Work instruction:
I'd like an exact copy of every line from the start of the entries below through the line containing "commonly used types", please.

Start of Block

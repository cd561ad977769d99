//! Application layer for techradar
//!
//! This crate contains the load pipeline (validation, sanitization,
//! assembly) as use cases, and the ports implemented by the
//! infrastructure and presentation layers.

pub mod pipeline;
pub mod ports;
pub mod use_cases;

// Re-export commonly used types
pub use pipeline::{ContentValidator, assemble, sanitize};
pub use ports::{
    csv_source::{CsvSource, CsvTable, RawRow, SourceError},
    error_presenter::{ErrorPresenter, NoErrorPresenter},
    loading_presenter::{LoadingPresenter, NoLoadingPresenter},
    renderer::{NoRenderer, Renderer},
};
pub use use_cases::load_radar::{
    DocumentTitle, LoadError, LoadOutcome, LoadRadarInput, LoadRadarUseCase,
};
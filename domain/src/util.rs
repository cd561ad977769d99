//! String utilities for the domain layer.

/// Capitalize a string: first character upper-cased, the rest lower-cased
/// (UTF-8 safe)
///
/// Quadrant display names are normalized this way regardless of the
/// casing used in the dataset.
pub fn capitalize(s: &str) -> String {
    let mut chars = s.chars();
    match chars.next() {
        Some(first) => first.to_uppercase().chain(chars.flat_map(|c| c.to_lowercase())).collect(),
        None => String::new(),
    }
}
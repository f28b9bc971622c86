use serde::Serialize;

use super::engine::evaluate_scenario;
use super::solver::{BREAK_EVEN_SEARCH_MAX, break_even_gross_return, payoff_time};
use super::types::{ScenarioParameters, ScenarioResult};

#[derive(Copy, Clone, Debug, Eq, PartialEq, Serialize)]
#[serde(rename_all = "kebab-case")]
pub enum Verdict {
    MortgageAndInvest,
    PayCash,
}

#[derive(Debug, Clone, Copy, PartialEq)]
pub struct ComparisonSettings {
    /// Net yearly salary; 0 disables the salary-based ratios.
    pub annual_salary: f64,
    /// Minimum real gain as a share of the principal; 0 means "break even".
    pub min_gain_ratio: f64,
}

#[derive(Debug, Clone, Copy, PartialEq, Serialize)]
#[serde(rename_all = "camelCase")]
pub struct Affordability {
    pub verdict: Verdict,
    pub salary_share: Option<f64>,
    pub price_share: Option<f64>,
    pub months_of_work: Option<f64>,
    pub gap_ratio: Option<f64>,
    pub gap_amount: f64,
}

#[derive(Debug, Clone, Copy, PartialEq, Serialize)]
#[serde(rename_all = "camelCase")]
pub struct HorizonReport {
    pub years: f64,
    pub scenario: ScenarioResult,
    pub break_even_gross_return: f64,
    pub break_even_bracketed: bool,
    pub payoff_years: Option<f64>,
    pub affordability: Affordability,
}

#[derive(Debug, Clone, Copy, PartialEq)]
pub struct ReturnSweep {
    pub start: f64,
    pub end: f64,
    pub step: f64,
}

impl Default for ReturnSweep {
    fn default() -> Self {
        Self {
            start: 0.02,
            end: 0.07,
            step: 0.0025,
        }
    }
}

/// Upper bound on the points a single sweep evaluates.
pub const MAX_SWEEP_POINTS: usize = 1_000;

impl ReturnSweep {
    /// Number of rates from `start` to `end` inclusive, saturating at `usize::MAX`.
    pub fn point_count(&self) -> usize {
        if !(self.step > 0.0) || self.end < self.start {
            return 0;
        }
        let span = ((self.end - self.start) / self.step + 1e-9).floor();
        (span as usize).saturating_add(1)
    }

    /// At most `MAX_SWEEP_POINTS` rates, starting at `start`.
    pub fn rates(&self) -> Vec<f64> {
        (0..self.point_count().min(MAX_SWEEP_POINTS))
            .map(|i| self.start + i as f64 * self.step)
            .collect()
    }
}

#[derive(Debug, Clone, PartialEq, Serialize)]
#[serde(rename_all = "camelCase")]
pub struct SweepPoint {
    pub gross_return: f64,
    /// Real gain per horizon, in the order the horizons were given.
    pub gain_real: Vec<f64>,
}

#[derive(Debug, Clone, Copy, PartialEq, Serialize)]
#[serde(rename_all = "camelCase")]
pub struct GainPair {
    pub nominal: f64,
    pub real: f64,
}

#[derive(Debug, Clone, PartialEq, Serialize)]
#[serde(rename_all = "camelCase")]
pub struct YearGain {
    pub year: u32,
    /// `None` for horizons shorter than `year`.
    pub gains: Vec<Option<GainPair>>,
}

pub fn affordability(
    result: &ScenarioResult,
    price: f64,
    settings: &ComparisonSettings,
) -> Affordability {
    let target = settings.min_gain_ratio.max(0.0);
    let required = result.principal * target;
    let meets_target = if target > 0.0 {
        result.gain_real >= required
    } else {
        result.gain_real >= 0.0
    };
    let salary = settings.annual_salary;

    Affordability {
        verdict: if meets_target {
            Verdict::MortgageAndInvest
        } else {
            Verdict::PayCash
        },
        salary_share: (salary > 0.0).then(|| result.gain_real / salary),
        price_share: (price > 0.0).then(|| result.gain_real / price),
        months_of_work: (salary > 0.0).then(|| result.gain_real / (salary / 12.0)),
        gap_ratio: (result.principal > 0.0).then(|| result.gain_real / result.principal - target),
        gap_amount: result.gain_real - required,
    }
}

/// Whether the real gain changes sign inside the break-even search interval.
pub fn break_even_is_bracketed(params: &ScenarioParameters) -> bool {
    let at_zero = evaluate_scenario(&params.with_gross_return(0.0)).gain_real;
    let at_max = evaluate_scenario(&params.with_gross_return(BREAK_EVEN_SEARCH_MAX)).gain_real;
    at_zero < 0.0 && at_max >= 0.0
}

pub fn horizon_report(
    base: &ScenarioParameters,
    years: f64,
    settings: &ComparisonSettings,
) -> HorizonReport {
    let params = base.with_years(years);
    let scenario = evaluate_scenario(&params);
    let break_even = break_even_gross_return(&params);
    let bracketed = break_even_is_bracketed(&params);
    if !bracketed {
        tracing::debug!(years, break_even, "break-even return pinned to search bound");
    }
    let payoff = payoff_time(&params);

    HorizonReport {
        years,
        scenario,
        break_even_gross_return: break_even,
        break_even_bracketed: bracketed,
        payoff_years: payoff.is_finite().then_some(payoff),
        affordability: affordability(&scenario, params.price, settings),
    }
}

pub fn compare_horizons(
    base: &ScenarioParameters,
    horizons: &[f64],
    settings: &ComparisonSettings,
) -> Vec<HorizonReport> {
    horizons
        .iter()
        .map(|&years| horizon_report(base, years, settings))
        .collect()
}

pub fn return_sweep(
    base: &ScenarioParameters,
    horizons: &[f64],
    sweep: &ReturnSweep,
) -> Vec<SweepPoint> {
    sweep
        .rates()
        .into_iter()
        .map(|rate| SweepPoint {
            gross_return: rate,
            gain_real: horizons
                .iter()
                .map(|&years| {
                    evaluate_scenario(&base.with_years(years).with_gross_return(rate)).gain_real
                })
                .collect(),
        })
        .collect()
}

/// Gains re-evaluated as if each whole year were the horizon.
pub fn gain_timeline(base: &ScenarioParameters, horizons: &[f64]) -> Vec<YearGain> {
    let longest = horizons.iter().copied().fold(0.0_f64, f64::max);
    let last_year = longest.floor().max(0.0) as u32;

    (1..=last_year)
        .map(|year| {
            let y = f64::from(year);
            let gains = horizons
                .iter()
                .map(|&years| {
                    (y <= years + 1e-9).then(|| {
                        let result = evaluate_scenario(&base.with_years(y));
                        GainPair {
                            nominal: result.gain_nominal,
                            real: result.gain_real,
                        }
                    })
                })
                .collect();
            YearGain { year, gains }
        })
        .collect()
}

End of Block

Exercise response:
repository cd561ad977769d99
//! Application layer for techradar
//!
//! This crate contains the load pipeline (validation, sanitization,
//! assembly) as use cases, and the ports implemented by the
//! infrastructure and presentation layers.

pub mod pipeline;
pub mod ports;
pub mod use_cases;

// Re-export commonly used types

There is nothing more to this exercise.